(Records to use):
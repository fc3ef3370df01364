use crate::state::PlayerView;
use dioxus::prelude::*;
use playdeck_core::{PlayerEvent, PlayerHandle};
use tokio::sync::broadcast::error::RecvError;
use tracing::{debug, info, warn};

const LOG_TARGET: &str = "playdeck::bridge";

/// DOM id of the lyric line at `index`
#[must_use]
pub fn lyric_line_id(index: usize) -> String {
    format!("lyric-line-{index}")
}

/// Bridge the player engine to Dioxus signals.
///
/// State snapshots come from the engine's watch channel; one-shot events
/// (line changes, share, errors) come from its broadcast channel.
pub fn use_player_bridge(handle: &PlayerHandle, view: PlayerView) {
    let state_handle = handle.clone();
    use_future(move || {
        let mut rx = state_handle.state_receiver();
        let mut playback = view.playback;
        async move {
            playback.set(rx.borrow_and_update().clone());
            while rx.changed().await.is_ok() {
                let snapshot = rx.borrow_and_update().clone();
                playback.set(snapshot);
            }
            info!(target: LOG_TARGET, "Player state channel closed");
        }
    });

    let event_handle = handle.clone();
    use_future(move || {
        let mut rx = event_handle.subscribe();
        async move {
            loop {
                match rx.recv().await {
                    Ok(event) => handle_player_event(event, view),
                    Err(RecvError::Closed) => {
                        info!(target: LOG_TARGET, "Player event channel closed");
                        break;
                    }
                    Err(RecvError::Lagged(n)) => {
                        info!(target: LOG_TARGET, "Missed {} player events", n);
                    }
                }
            }
        }
    });
}

fn handle_player_event(event: PlayerEvent, mut view: PlayerView) {
    match event {
        PlayerEvent::ActiveLineChanged { index } => {
            scroll_line_into_view(index);
        }
        PlayerEvent::PlaybackStarted { position } => {
            debug!(target: LOG_TARGET, "Playback started at {:?}", position);
            view.error.set(None);
        }
        PlayerEvent::ShareRequested { text } => {
            info!(target: LOG_TARGET, "Sharing: {text}");
            view.share_text.set(Some(text));
        }
        PlayerEvent::Error { message } => {
            warn!(target: LOG_TARGET, "Player error: {message}");
            view.error.set(Some(message));
        }
        PlayerEvent::Stopped => {
            info!(target: LOG_TARGET, "Player stopped");
        }
        // Carried by the state snapshot
        PlayerEvent::PlaybackPaused { .. }
        | PlayerEvent::PositionChanged { .. }
        | PlayerEvent::SeekOccurred { .. }
        | PlayerEvent::DragStarted
        | PlayerEvent::DragEnded { .. }
        | PlayerEvent::LikeChanged { .. }
        | PlayerEvent::ShuffleChanged { .. }
        | PlayerEvent::RepeatChanged { .. } => {}
    }
}

/// Smoothly center the active lyric line in its scroll container
fn scroll_line_into_view(index: usize) {
    let line_id = lyric_line_id(index);
    let script = format!(
        r#"(function() {{
            const line = document.getElementById("{line_id}");
            if (line) line.scrollIntoView({{ behavior: "smooth", block: "center" }});
        }})();"#
    );
    let _ = document::eval(&script);
}
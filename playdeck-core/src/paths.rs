//! Path constants for configuration and log files.

use std::path::PathBuf;

/// The name of the configuration directory under ~/.config/
pub const CONFIG_DIR_NAME: &str = "playdeck";

/// The name of the main configuration file
pub const CONFIG_FILE_NAME: &str = "config.toml";

/// The name of the log file written when file logging is enabled
pub const LOG_FILE_NAME: &str = "playdeck.log";

/// Get the configuration directory path (~/.config/playdeck/)
#[must_use]
pub fn config_dir() -> PathBuf {
    dirs::home_dir()
        .unwrap_or_else(|| PathBuf::from("."))
        .join(".config")
        .join(CONFIG_DIR_NAME)
}

/// Get the config file path (~/.config/playdeck/config.toml)
#[must_use]
pub fn config_path() -> PathBuf {
    config_dir().join(CONFIG_FILE_NAME)
}

/// Get the log file path (`~/.config/playdeck/playdeck.log`)
#[must_use]
pub fn log_file_path() -> PathBuf {
    config_dir().join(LOG_FILE_NAME)
}
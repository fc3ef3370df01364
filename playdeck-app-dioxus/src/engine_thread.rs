//! Dedicated thread that owns the audio device and runs the player engine.

use crate::audio_rodio::RodioOutput;
use playdeck_core::{
    AudioOutput, BeforeFirstLine, EngineMailbox, Lyrics, PlaybackClock, Player, PlayerEngine,
    PlayerHandle, SilentOutput, TrackInfo,
};
use std::sync::{Arc, Mutex, PoisonError};
use std::thread::JoinHandle;
use tracing::{error, info, warn};

const LOG_TARGET: &str = "playdeck::engine_thread";

/// Everything the engine thread needs to build its player
pub struct EngineSetup {
    pub track: TrackInfo,
    pub lyrics: Lyrics,
    pub policy: BeforeFirstLine,
    pub clock: PlaybackClock,
}

/// Shared owner of the running engine thread.
///
/// Cloned into the UI context so that unmounting the view can stop the
/// engine and wait for the audio device to be released.
#[derive(Clone)]
pub struct EngineThread {
    handle: PlayerHandle,
    thread: Arc<Mutex<Option<JoinHandle<()>>>>,
}

impl EngineThread {
    /// Spawn the engine thread.
    ///
    /// The audio output is opened on the new thread because the device
    /// stream cannot move between threads.
    ///
    /// # Errors
    ///
    /// Returns an error if the OS refuses to spawn the thread.
    pub fn spawn(
        setup: EngineSetup,
        handle: PlayerHandle,
        mailbox: EngineMailbox,
    ) -> std::io::Result<Self> {
        let thread = std::thread::Builder::new()
            .name("playdeck-engine".to_string())
            .spawn(move || run_engine(setup, mailbox))?;

        Ok(Self {
            handle,
            thread: Arc::new(Mutex::new(Some(thread))),
        })
    }

    #[must_use]
    pub const fn handle(&self) -> &PlayerHandle {
        &self.handle
    }

    /// Stop the engine and wait for it to release the audio device.
    /// Safe to call more than once.
    pub fn stop(&self) {
        self.handle.shutdown();

        let thread = self
            .thread
            .lock()
            .unwrap_or_else(PoisonError::into_inner)
            .take();

        if let Some(thread) = thread {
            if thread.join().is_err() {
                error!(target: LOG_TARGET, "Player engine thread panicked");
            } else {
                info!(target: LOG_TARGET, "Player engine thread stopped");
            }
        }
    }
}

fn run_engine(setup: EngineSetup, mailbox: EngineMailbox) {
    let runtime = match tokio::runtime::Builder::new_current_thread()
        .enable_all()
        .build()
    {
        Ok(runtime) => runtime,
        Err(e) => {
            error!(target: LOG_TARGET, "Failed to create engine runtime: {e}");
            return;
        }
    };

    let audio = open_audio(&setup.track);
    let player = Player::new(setup.track, setup.lyrics, setup.policy, setup.clock, audio);

    runtime.block_on(PlayerEngine::new(player, mailbox).run());
}

/// Open the track's audio file, falling back to a silent output so the
/// lyrics and controls keep working without sound
fn open_audio(track: &TrackInfo) -> Box<dyn AudioOutput> {
    match RodioOutput::open(&track.audio_path) {
        Ok(output) => Box::new(output),
        Err(e) => {
            warn!(target: LOG_TARGET, "{e}; continuing without sound");
            Box::new(SilentOutput::new())
        }
    }
}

(Your instructions):
Produce the entries above once more, identical in every detail.

(Output for this exercise):
repository fc3ef3370df01364
use crate::state::PlayerView;
use dioxus::prelude::*;
use playdeck_core::{PlayerEvent, PlayerHandle};
use tokio::sync::broadcast::error::RecvError;
use tracing::{debug, info, warn};

const LOG_TARGET: &str = "playdeck::bridge";

/// DOM id of the lyric line at `index`
#[must_use]
pub fn lyric_line_id(index: usize) -> String {
    format!("lyric-line-{index}")
}

/// Bridge the player engine to Dioxus signals.
///
/// State snapshots come from the engine's watch channel; one-shot events
/// (line changes, share, errors) come from its broadcast channel.
pub fn use_player_bridge(handle: &PlayerHandle, view: PlayerView) {
    let state_handle = handle.clone();
    use_future(move || {
        let mut rx = state_handle.state_receiver();
        let mut playback = view.playback;
        async move {
            playback.set(rx.borrow_and_update().clone());
            while rx.changed().await.is_ok() {
                let snapshot = rx.borrow_and_update().clone();
                playback.set(snapshot);
            }
            info!(target: LOG_TARGET, "Player state channel closed");
        }
    });

    let event_handle = handle.clone();
    use_future(move || {
        let mut rx = event_handle.subscribe();
        async move {
            loop {
                match rx.recv().await {
                    Ok(event) => handle_player_event(event, view),
                    Err(RecvError::Closed) => {
                        info!(target: LOG_TARGET, "Player event channel closed");
                        break;
                    }
                    Err(RecvError::Lagged(n)) => {
                        info!(target: LOG_TARGET, "Missed {} player events", n);
                    }
                }
            }
        }
    });
}

fn handle_player_event(event: PlayerEvent, mut view: PlayerView) {
    match event {
        PlayerEvent::ActiveLineChanged { index } => {
            scroll_line_into_view(index);
        }
        PlayerEvent::PlaybackStarted { position } => {
            debug!(target: LOG_TARGET, "Playback started at {:?}", position);
            view.error.set(None);
        }
        PlayerEvent::ShareRequested { text } => {
            info!(target: LOG_TARGET, "Sharing: {text}");
            view.share_text.set(Some(text));
        }
        PlayerEvent::Error { message } => {
            warn!(target: LOG_TARGET, "Player error: {message}");
            view.error.set(Some(message));
        }
        PlayerEvent::Stopped => {
            info!(target: LOG_TARGET, "Player stopped");
        }
        // Carried by the state snapshot
        PlayerEvent::PlaybackPaused { .. }
        | PlayerEvent::PositionChanged { .. }
        | PlayerEvent::SeekOccurred { .. }
        | PlayerEvent::DragStarted
        | PlayerEvent::DragEnded { .. }
        | PlayerEvent::LikeChanged { .. }
        | PlayerEvent::ShuffleChanged { .. }
        | PlayerEvent::RepeatChanged { .. } => {}
    }
}

/// Smoothly center the active lyric line in its scroll container
fn scroll_line_into_view(index: usize) {
    let line_id = lyric_line_id(index);
    let script = format!(
        r#"(function() {{
            const line = document.getElementById("{line_id}");
            if (line) line.scrollIntoView({{ behavior: "smooth", block: "center" }});
        }})();"#
    );
    let _ = document::eval(&script);
}
filename playdeck-core/src/paths.rs
//! Path constants for configuration and log files.

use std::path::PathBuf;

/// The name of the configuration directory under ~/.config/
pub const CONFIG_DIR_NAME: &str = "playdeck";

/// The name of the main configuration file
pub const CONFIG_FILE_NAME: &str = "config.toml";

/// The name of the log file written when file logging is enabled
pub const LOG_FILE_NAME: &str = "playdeck.log";

/// Get the configuration directory path (~/.config/playdeck/)
#[must_use]
pub fn config_dir() -> PathBuf {
    dirs::home_dir()
        .unwrap_or_else(|| PathBuf::from("."))
        .join(".config")
        .join(CONFIG_DIR_NAME)
}

/// Get the config file path (~/.config/playdeck/config.toml)
#[must_use]
pub fn config_path() -> PathBuf {
    config_dir().join(CONFIG_FILE_NAME)
}

/// Get the log file path (`~/.config/playdeck/playdeck.log`)
#[must_use]
pub fn log_file_path() -> PathBuf {
    config_dir().join(LOG_FILE_NAME)
}
repository fc3ef3370df01364
filename playdeck-app-dioxus/src/engine_thread.rs
//! Dedicated thread that owns the audio device and runs the player engine.

use crate::audio_rodio::RodioOutput;
use playdeck_core::{
    AudioOutput, BeforeFirstLine, EngineMailbox, Lyrics, PlaybackClock, Player, PlayerEngine,
    PlayerHandle, SilentOutput, TrackInfo,
};
use std::sync::{Arc, Mutex, PoisonError};
use std::thread::JoinHandle;
use tracing::{error, info, warn};

const LOG_TARGET: &str = "playdeck::engine_thread";

/// Everything the engine thread needs to build its player
pub struct EngineSetup {
    pub track: TrackInfo,
    pub lyrics: Lyrics,
    pub policy: BeforeFirstLine,
    pub clock: PlaybackClock,
}

/// Shared owner of the running engine thread.
///
/// Cloned into the UI context so that unmounting the view can stop the
/// engine and wait for the audio device to be released.
#[derive(Clone)]
pub struct EngineThread {
    handle: PlayerHandle,
    thread: Arc<Mutex<Option<JoinHandle<()>>>>,
}

impl EngineThread {
    /// Spawn the engine thread.
    ///
    /// The audio output is opened on the new thread because the device
    /// stream cannot move between threads.
    ///
    /// # Errors
    ///
    /// Returns an error if the OS refuses to spawn the thread.
    pub fn spawn(
        setup: EngineSetup,
        handle: PlayerHandle,
        mailbox: EngineMailbox,
    ) -> std::io::Result<Self> {
        let thread = std::thread::Builder::new()
            .name("playdeck-engine".to_string())
            .spawn(move || run_engine(setup, mailbox))?;

        Ok(Self {
            handle,
            thread: Arc::new(Mutex::new(Some(thread))),
        })
    }

    #[must_use]
    pub const fn handle(&self) -> &PlayerHandle {
        &self.handle
    }

    /// Stop the engine and wait for it to release the audio device.
    /// Safe to call more than once.
    pub fn stop(&self) {
        self.handle.shutdown();

        let thread = self
            .thread
            .lock()
            .unwrap_or_else(PoisonError::into_inner)
            .take();

        if let Some(thread) = thread {
            if thread.join().is_err() {
                error!(target: LOG_TARGET, "Player engine thread panicked");
            } else {
                info!(target: LOG_TARGET, "Player engine thread stopped");
            }
        }
    }
}

fn run_engine(setup: EngineSetup, mailbox: EngineMailbox) {
    let runtime = match tokio::runtime::Builder::new_current_thread()
        .enable_all()
        .build()
    {
        Ok(runtime) => runtime,
        Err(e) => {
            error!(target: LOG_TARGET, "Failed to create engine runtime: {e}");
            return;
        }
    };

    let audio = open_audio(&setup.track);
    let player = Player::new(setup.track, setup.lyrics, setup.policy, setup.clock, audio);

    runtime.block_on(PlayerEngine::new(player, mailbox).run());
}

/// Open the track's audio file, falling back to a silent output so the
/// lyrics and controls keep working without sound
fn open_audio(track: &TrackInfo) -> Box<dyn AudioOutput> {
    match RodioOutput::open(&track.audio_path) {
        Ok(output) => Box::new(output),
        Err(e) => {
            warn!(target: LOG_TARGET, "{e}; continuing without sound");
            Box::new(SilentOutput::new())
        }
    }
}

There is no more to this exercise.